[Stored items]

:::

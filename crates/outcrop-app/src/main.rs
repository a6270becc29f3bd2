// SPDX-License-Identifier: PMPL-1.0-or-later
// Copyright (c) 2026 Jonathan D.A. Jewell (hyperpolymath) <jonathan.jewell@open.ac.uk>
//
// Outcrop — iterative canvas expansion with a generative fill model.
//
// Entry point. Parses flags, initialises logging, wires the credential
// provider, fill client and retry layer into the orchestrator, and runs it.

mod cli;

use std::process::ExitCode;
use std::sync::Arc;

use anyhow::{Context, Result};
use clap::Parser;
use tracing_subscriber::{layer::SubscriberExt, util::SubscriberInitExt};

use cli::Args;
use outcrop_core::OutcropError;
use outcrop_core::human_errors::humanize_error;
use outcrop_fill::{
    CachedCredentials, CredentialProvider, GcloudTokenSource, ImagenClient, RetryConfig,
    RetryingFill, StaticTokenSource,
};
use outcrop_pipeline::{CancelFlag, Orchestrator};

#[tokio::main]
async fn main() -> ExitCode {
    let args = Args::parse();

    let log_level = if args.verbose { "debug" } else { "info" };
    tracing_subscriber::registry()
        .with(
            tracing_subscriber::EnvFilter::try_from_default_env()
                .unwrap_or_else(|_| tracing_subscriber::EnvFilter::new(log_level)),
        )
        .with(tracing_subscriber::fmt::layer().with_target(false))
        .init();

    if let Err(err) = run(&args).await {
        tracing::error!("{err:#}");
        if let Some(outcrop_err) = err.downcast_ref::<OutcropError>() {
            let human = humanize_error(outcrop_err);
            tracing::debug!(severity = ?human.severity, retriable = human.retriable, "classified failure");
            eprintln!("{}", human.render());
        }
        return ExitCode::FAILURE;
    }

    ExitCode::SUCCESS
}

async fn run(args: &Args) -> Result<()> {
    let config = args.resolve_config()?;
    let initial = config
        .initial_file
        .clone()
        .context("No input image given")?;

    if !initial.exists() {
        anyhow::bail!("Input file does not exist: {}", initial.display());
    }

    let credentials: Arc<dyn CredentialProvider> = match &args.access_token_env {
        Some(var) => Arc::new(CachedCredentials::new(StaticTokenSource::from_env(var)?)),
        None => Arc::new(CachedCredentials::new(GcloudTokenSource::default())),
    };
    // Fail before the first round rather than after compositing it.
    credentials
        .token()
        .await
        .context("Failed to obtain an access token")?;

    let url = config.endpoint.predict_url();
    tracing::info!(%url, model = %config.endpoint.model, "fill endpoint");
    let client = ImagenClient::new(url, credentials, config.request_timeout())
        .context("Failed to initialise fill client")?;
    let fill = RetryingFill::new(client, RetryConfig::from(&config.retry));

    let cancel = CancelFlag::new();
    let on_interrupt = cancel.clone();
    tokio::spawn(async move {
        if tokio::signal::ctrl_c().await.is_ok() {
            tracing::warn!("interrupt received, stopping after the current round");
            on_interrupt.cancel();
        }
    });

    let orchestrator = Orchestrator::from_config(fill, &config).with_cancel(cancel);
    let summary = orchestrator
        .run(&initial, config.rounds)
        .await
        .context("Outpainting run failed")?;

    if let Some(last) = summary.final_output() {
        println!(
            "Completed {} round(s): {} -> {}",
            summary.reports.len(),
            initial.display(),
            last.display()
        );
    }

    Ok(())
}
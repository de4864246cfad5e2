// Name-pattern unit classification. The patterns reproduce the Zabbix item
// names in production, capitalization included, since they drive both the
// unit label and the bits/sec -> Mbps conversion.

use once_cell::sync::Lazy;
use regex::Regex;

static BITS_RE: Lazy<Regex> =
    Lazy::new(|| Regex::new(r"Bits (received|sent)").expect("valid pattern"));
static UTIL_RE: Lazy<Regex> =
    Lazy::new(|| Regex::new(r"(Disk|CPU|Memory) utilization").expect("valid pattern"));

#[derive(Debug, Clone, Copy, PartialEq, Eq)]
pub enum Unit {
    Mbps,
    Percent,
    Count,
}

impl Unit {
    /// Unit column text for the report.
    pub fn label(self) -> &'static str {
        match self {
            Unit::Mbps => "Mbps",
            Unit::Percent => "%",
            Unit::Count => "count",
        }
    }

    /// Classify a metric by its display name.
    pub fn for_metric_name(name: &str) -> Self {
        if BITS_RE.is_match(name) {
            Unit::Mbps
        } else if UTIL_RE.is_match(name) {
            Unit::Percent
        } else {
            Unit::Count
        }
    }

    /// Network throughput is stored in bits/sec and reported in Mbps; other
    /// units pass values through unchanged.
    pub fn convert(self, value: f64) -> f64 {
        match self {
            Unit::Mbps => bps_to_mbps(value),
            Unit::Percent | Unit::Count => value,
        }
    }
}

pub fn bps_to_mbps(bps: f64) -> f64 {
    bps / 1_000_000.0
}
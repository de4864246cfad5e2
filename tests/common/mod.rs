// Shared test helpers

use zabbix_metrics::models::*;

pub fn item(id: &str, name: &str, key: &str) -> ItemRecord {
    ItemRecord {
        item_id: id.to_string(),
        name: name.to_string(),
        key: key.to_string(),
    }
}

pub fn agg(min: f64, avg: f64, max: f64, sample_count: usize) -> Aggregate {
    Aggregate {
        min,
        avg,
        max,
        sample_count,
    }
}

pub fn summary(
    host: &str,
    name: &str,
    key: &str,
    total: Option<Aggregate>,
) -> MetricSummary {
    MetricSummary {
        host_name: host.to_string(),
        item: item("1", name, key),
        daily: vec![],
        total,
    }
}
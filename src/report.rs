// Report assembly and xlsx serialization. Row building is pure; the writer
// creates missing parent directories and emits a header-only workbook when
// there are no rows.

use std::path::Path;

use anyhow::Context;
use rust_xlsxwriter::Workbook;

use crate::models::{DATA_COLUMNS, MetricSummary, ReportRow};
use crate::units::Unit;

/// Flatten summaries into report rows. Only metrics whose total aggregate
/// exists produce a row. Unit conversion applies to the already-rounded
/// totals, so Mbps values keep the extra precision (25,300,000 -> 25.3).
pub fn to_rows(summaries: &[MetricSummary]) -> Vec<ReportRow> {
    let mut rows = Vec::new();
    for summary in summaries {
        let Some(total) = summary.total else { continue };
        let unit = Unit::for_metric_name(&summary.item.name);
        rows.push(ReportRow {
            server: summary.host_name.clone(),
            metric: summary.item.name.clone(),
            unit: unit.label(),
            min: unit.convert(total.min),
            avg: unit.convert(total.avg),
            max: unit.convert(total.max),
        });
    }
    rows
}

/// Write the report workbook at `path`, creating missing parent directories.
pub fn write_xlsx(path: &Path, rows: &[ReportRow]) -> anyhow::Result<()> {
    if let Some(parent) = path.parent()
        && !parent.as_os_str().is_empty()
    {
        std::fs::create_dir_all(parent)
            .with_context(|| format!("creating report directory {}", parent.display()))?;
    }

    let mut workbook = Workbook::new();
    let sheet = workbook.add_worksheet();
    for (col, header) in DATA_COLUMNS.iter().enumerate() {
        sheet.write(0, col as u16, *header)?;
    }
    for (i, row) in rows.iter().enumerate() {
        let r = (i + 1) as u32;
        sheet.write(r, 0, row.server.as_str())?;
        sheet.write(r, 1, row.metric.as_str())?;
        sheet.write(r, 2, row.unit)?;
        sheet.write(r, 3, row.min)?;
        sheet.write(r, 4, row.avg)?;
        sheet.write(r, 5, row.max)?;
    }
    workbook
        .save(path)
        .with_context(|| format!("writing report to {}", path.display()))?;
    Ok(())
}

:::

• **Exercise**: Only the lines above that include the word "pattern" belong in the answer; copy each one.

• **Result**:
// Name-pattern unit classification. The patterns reproduce the Zabbix item
    Lazy::new(|| Regex::new(r"Bits (received|sent)").expect("valid pattern"));
    Lazy::new(|| Regex::new(r"(Disk|CPU|Memory) utilization").expect("valid pattern"));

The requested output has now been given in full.